Like many Americans, I invested my retirement savings in my workplace retirement 401(k) plans. Similar to many, I was busy working and paid little attention to my retirement investments. A case in point is that, in the late 1990s, when I was focused on running my startup in electronic design automation (EDA), I invested the bulk of my 401(k)s in some high-flying internet technology mutual funds, as I naturally followed many technology professionals, only to find out that these funds lost over 70 percent of their values (one fund lost over 90 percent and then closed) in the aftermaths of the technology downturn from 2001 to 2002. It was a wake-up call for me.
Retirement investing is a vastly underserved area. I believe that Americans are very much in need of a simple, low-cost, yet effective retirement investing platform. That drove me to start MyPlanIQ.
How does MyPlanIQ work?
MyPlanIQ provides a simple online platform for retirement investments. Users can select their retirement 401(k) or 403(b) plans and construct a model portfolio using their personal risk profiles. The system helps users to decide their risk profiles by asking a few questions. Once a model portfolio for their plan is customized, users receive monthly rebalance email instructions, and they can follow the instructions to rebalance their 401(k) accounts.

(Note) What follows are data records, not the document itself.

//! Food entry model
//!
//! One logged consumption event: a reference or custom food scaled by
//! quantity, with nutrient amounts fixed (and rounded) at creation time.

use serde::{Deserialize, Serialize};

use super::{Nutrient, Nutrients};

/// Meal category for a food entry
#[derive(Debug, Clone, Copy, PartialEq, Eq, Serialize, Deserialize)]
#[serde(rename_all = "lowercase")]
pub enum MealType {
    Breakfast,
    Lunch,
    Dinner,
    Snacks,
}

impl MealType {
    /// All meal types in day order
    pub const ALL: [MealType; 4] = [
        MealType::Breakfast,
        MealType::Lunch,
        MealType::Dinner,
        MealType::Snacks,
    ];

    pub fn as_str(&self) -> &'static str {
        match self {
            MealType::Breakfast => "breakfast",
            MealType::Lunch => "lunch",
            MealType::Dinner => "dinner",
            MealType::Snacks => "snacks",
        }
    }

    pub fn from_str(s: &str) -> Option<Self> {
        match s.to_lowercase().as_str() {
            "breakfast" => Some(MealType::Breakfast),
            "lunch" => Some(MealType::Lunch),
            "dinner" => Some(MealType::Dinner),
            "snacks" | "snack" => Some(MealType::Snacks),
            _ => None,
        }
    }

    pub fn display_name(&self) -> &'static str {
        match self {
            MealType::Breakfast => "Breakfast",
            MealType::Lunch => "Lunch",
            MealType::Dinner => "Dinner",
            MealType::Snacks => "Snacks",
        }
    }
}

/// A logged food entry
///
/// Nutrient amounts are the reference per-serving values multiplied by
/// quantity and rounded per nutrient precision. Entries are immutable once
/// created. Nutrient fields serialize flat on the entry object, matching the
/// persisted data layout.
#[derive(Debug, Clone, Serialize, Deserialize)]
pub struct FoodEntry {
    pub id: i64,
    pub date: String,
    pub meal: MealType,
    pub food: String,
    pub quantity: f64,
    #[serde(flatten)]
    pub nutrients: Nutrients,
}

impl FoodEntry {
    /// Create an entry from per-serving nutrient values and a quantity
    pub fn new(
        id: i64,
        date: String,
        meal: MealType,
        food: String,
        quantity: f64,
        per_serving: &Nutrients,
    ) -> Self {
        Self {
            id,
            date,
            meal,
            food,
            quantity,
            nutrients: per_serving.scale(quantity).rounded(),
        }
    }

    /// Create an entry for a custom food described only by its macros
    #[allow(clippy::too_many_arguments)]
    pub fn custom(
        id: i64,
        date: String,
        meal: MealType,
        food: String,
        quantity: f64,
        calories: f64,
        protein: f64,
        carbs: f64,
        fat: f64,
    ) -> Self {
        let per_serving = Nutrients::from_pairs(&[
            (Nutrient::Calories, calories),
            (Nutrient::Protein, protein),
            (Nutrient::Carbs, carbs),
            (Nutrient::Fat, fat),
        ]);
        Self::new(id, date, meal, food, quantity, &per_serving)
    }
}

#[cfg(test)]
mod tests {
    use super::*;

    #[test]
    fn test_entry_scales_and_rounds_per_serving_values() {
        let per_serving = Nutrients::from_pairs(&[
            (Nutrient::Calories, 165.0),
            (Nutrient::Protein, 31.0),
            (Nutrient::Iron, 0.9),
            (Nutrient::VitaminD, 0.1),
        ]);
        let entry = FoodEntry::new(
            1,
            "2024-01-01".to_string(),
            MealType::Lunch,
            "Chicken Breast (100g)".to_string(),
            1.5,
            &per_serving,
        );

        assert_eq!(entry.nutrients.get(Nutrient::Calories), 248.0); // 247.5 rounds up
        assert_eq!(entry.nutrients.get(Nutrient::Protein), 47.0); // 46.5 rounds up
        assert_eq!(entry.nutrients.get(Nutrient::Iron), 1.4); // 1.35 to one decimal
        assert_eq!(entry.nutrients.get(Nutrient::VitaminD), 0.2); // 0.15 to one decimal
    }

    #[test]
    fn test_custom_entry_carries_only_macros() {
        let entry = FoodEntry::custom(
            1,
            "2024-01-01".to_string(),
            MealType::Breakfast,
            "Eggs".to_string(),
            1.0,
            140.0,
            12.0,
            1.0,
            10.0,
        );
        assert_eq!(entry.nutrients.get(Nutrient::Calories), 140.0);
        assert_eq!(entry.nutrients.get(Nutrient::Fiber), 0.0);
        assert!(!entry.nutrients.contains(Nutrient::Fiber));
    }

    #[test]
    fn test_meal_type_parsing() {
        assert_eq!(MealType::from_str("Breakfast"), Some(MealType::Breakfast));
        assert_eq!(MealType::from_str("snack"), Some(MealType::Snacks));
        assert_eq!(MealType::from_str("brunch"), None);
    }

    #[test]
    fn test_entry_serializes_nutrients_flat() {
        let entry = FoodEntry::custom(
            7,
            "2024-01-01".to_string(),
            MealType::Dinner,
            "Eggs".to_string(),
            1.0,
            140.0,
            12.0,
            1.0,
            10.0,
        );
        let json = serde_json::to_value(&entry).unwrap();
        assert_eq!(json["meal"], "dinner");
        assert_eq!(json["calories"], 140.0);
        assert_eq!(json["protein"], 12.0);
    }
}
//! Build information module
//!
//! Contains compile-time constants for build number and timestamp.

use serde::Serialize;

/// Build number, incremented on each recompilation
pub const BUILD_NUMBER: u64 = match option_env!("MACROTRACK_BUILD_NUMBER") {
    Some(s) => match parse_u64(s) {
        Some(n) => n,
        None => 0,
    },
    None => 0,
};

/// Build timestamp in ISO 8601 format
pub const BUILD_TIMESTAMP: &str = match option_env!("MACROTRACK_BUILD_TIMESTAMP") {
    Some(s) => s,
    None => "unknown",
};

/// Package version from Cargo.toml
pub const VERSION: &str = env!("CARGO_PKG_VERSION");

/// Package name from Cargo.toml
pub const NAME: &str = env!("CARGO_PKG_NAME");

/// Package description from Cargo.toml
pub const DESCRIPTION: &str = env!("CARGO_PKG_DESCRIPTION");

/// Const function to parse u64 at compile time
const fn parse_u64(s: &str) -> Option<u64> {
    let bytes = s.as_bytes();
    let mut result: u64 = 0;
    let mut i = 0;
    while i < bytes.len() {
        let b = bytes[i];
        if b < b'0' || b > b'9' {
            return None;
        }
        result = result * 10 + (b - b'0') as u64;
        i += 1;
    }
    Some(result)
}

/// Build information structure for serialization
#[derive(Debug, Clone, Serialize)]
pub struct BuildInfo {
    pub name: &'static str,
    pub version: &'static str,
    pub build_number: u64,
    pub build_timestamp: &'static str,
    pub description: &'static str,
}

impl BuildInfo {
    /// Get the current build info
    pub fn current() -> Self {
        Self {
            name: NAME,
            version: VERSION,
            build_number: BUILD_NUMBER,
            build_timestamp: BUILD_TIMESTAMP,
            description: DESCRIPTION,
        }
    }
}

impl Default for BuildInfo {
    fn default() -> Self {
        Self::current()
    }
}

/// Print the startup banner to stderr
pub fn print_startup_banner() {
    let info = BuildInfo::current();
    eprintln!("===============================================");
    eprintln!("  Macro Tracker");
    eprintln!("  Version: {} | Build: {}", info.version, info.build_number);
    eprintln!("  Compiled: {}", info.build_timestamp);
    eprintln!("===============================================");
}
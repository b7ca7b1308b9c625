//! Macro Tracker
//!
//! A personal nutrition and exercise tracker. Food and exercise entries,
//! biometrics, goals, and the user profile are kept in a single JSON
//! document; the engine aggregates entries into daily-value percentages,
//! four-tier nutrient statuses, and energy estimates, and the report layer
//! renders them into Markdown, plain-text, CSV, and JSON exports.

pub mod build_info;
pub mod catalog;
pub mod commands;
pub mod engine;
pub mod models;
pub mod report;
pub mod store;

We also provide both ETFs and mutual funds based model portfolios customized for major brokerages including Fidelity, Charles Schwab, TD Ameritade, ETrade, Merrill Edge, etc. Users can follow these model portfolios in their IRA and taxable brokerage accounts.
For users who prefer a hands-off approach, we also provide a flat-rate based rebalance service from a network of financial advisors.
MyPlanIQ provides both strategic asset allocation and tactical asset allocation based model portfolios. Both asset allocation strategies are widely practiced and have strong academic research backings. We advocate using a combination of both types of portfolios.
Can you walk us through each of the main types of retirement investments? What they are, and how they work?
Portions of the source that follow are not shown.